I found these little packs, and thought they seemed like a good deal. I grabbed the ones with the most bulbs in each. I want live plants, however, I don't know if they work or are good or if it would be a terrible idea to put them in my tank. I also wanted an opinion on weather I should grow them in a separate tank and transfer them. Opinions? Previous experience?


----------



## Jayy (Dec 23, 2009)

They can be a hit and miss, but work sometimes. I have the first in my planted tank right now, and it's growing beautifully. It grow even when I had low lighting and no fertilizer.


----------



## Rerram (Aug 6, 2012)

So should I grow them in my quarantine tank first?


----------



## Jayy (Dec 23, 2009)

Rerram said:


> So should I grow them in my quarantine tank first?

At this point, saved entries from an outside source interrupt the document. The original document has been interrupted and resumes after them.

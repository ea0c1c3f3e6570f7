//! Reference catalog records
//!
//! The reference catalog is the canonical storefront's product list,
//! loaded once per reconciliation run and treated as read-only ground
//! truth. Serde aliases accept the upstream feed's original field names.

use serde::{Deserialize, Serialize};

/// A named way to buy a given reference item (e.g. a bundle SKU).
///
/// `option_name` is comparable against retailer item names.
#[derive(Debug, Clone, PartialEq, Serialize, Deserialize)]
pub struct PurchaseOption {
    #[serde(alias = "purchase_option_name")]
    pub option_name: String,

    #[serde(default, alias = "packageid")]
    pub package_id: Option<i64>,

    #[serde(default, alias = "bundleid")]
    pub bundle_id: Option<i64>,
}

/// One release in the reference catalog.
///
/// `id` uniquely identifies a release; `name` is not guaranteed unique
/// across items, which is exactly what the reused-name detector reports.
#[derive(Debug, Clone, Serialize, Deserialize)]
pub struct ReferenceCatalogItem {
    pub name: String,

    #[serde(alias = "appid")]
    pub id: i64,

    #[serde(default)]
    pub developers: String,

    #[serde(default)]
    pub publishers: String,

    #[serde(default)]
    pub release_date: i64,

    #[serde(default)]
    pub purchase_options: Vec<PurchaseOption>,
}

Yes. I grew mine in fish bowl before I added them to my tank.


----------



## Laki (Aug 24, 2011)

wow I never saw those before! Were they cheaper than live plants?


----------



## Rerram (Aug 6, 2012)

I got them at Wal-Mart. They were like $3 or so.


----------



## registereduser (Jul 30, 2010)

Jayy said:


> They can be a hit and miss, but work sometimes. I have the first in my planted tank right now, and it's growing beautifully. It grow even when I had low lighting and no fertilizer.


what kind was it?


----------



## LittleWatty (May 13, 2012)

I've had a lot of luck with my bulbs, but they came in a mixed variety pack. Onions, lily, and aponogeton. Both of my lilies grew, and are thriving. My onions grew VERY quickly, but are kind'a dying back. Not sure why. Only 50% of my aponogetons grew, but the ones that did are doing great. I throw mine into my tank while its cycling, so there's lots of nitrogen available for the bulbs to absorb. The directions tend to say to bury them, but I've had more luck just tossing them in. Whatever you do, make sure there's nutrients for the bulbs.


----------



## registereduser (Jul 30, 2010)

should fertilizers be used from the start?


----------



## LittleWatty (May 13, 2012)

I didn't use fertilizers, but if you're just dropping them in an empty bowl with water, I'd add at least a little if you have some. If they're going in a tank right away, they should be ok. If its a planted tank, just dose it like you normally would whenever your schedule tells you to. If there's no nutrients, there's no reason to believe it'll grow (unless you naturally have ammonia, nitrite, or nitrate in your tap).


----------



## Laki (Aug 24, 2011)

Are they beginner plants? Like java fern? Also, somehow my hornwort might be dying again and I use seachem flourish.. T-T


----------



## Hopeseeker (Feb 6, 2012)

I currently have 4 lily bulbs from Walmart. Started them all at the same time, only one has roots forming. Giving the other 3 a little bit longer to see if they are just being late bloomers...lol.


----------



## LittleWatty (May 13, 2012)

I couldn't really say if they're beginner plants. I bought them because I really wanted a lily XD If you've got a light that can support plants, they should be ok. One of my aponogeton and one of my lilies is growing in a tank with only a plant light, no fertilizer (algae issues currently) and they're fine.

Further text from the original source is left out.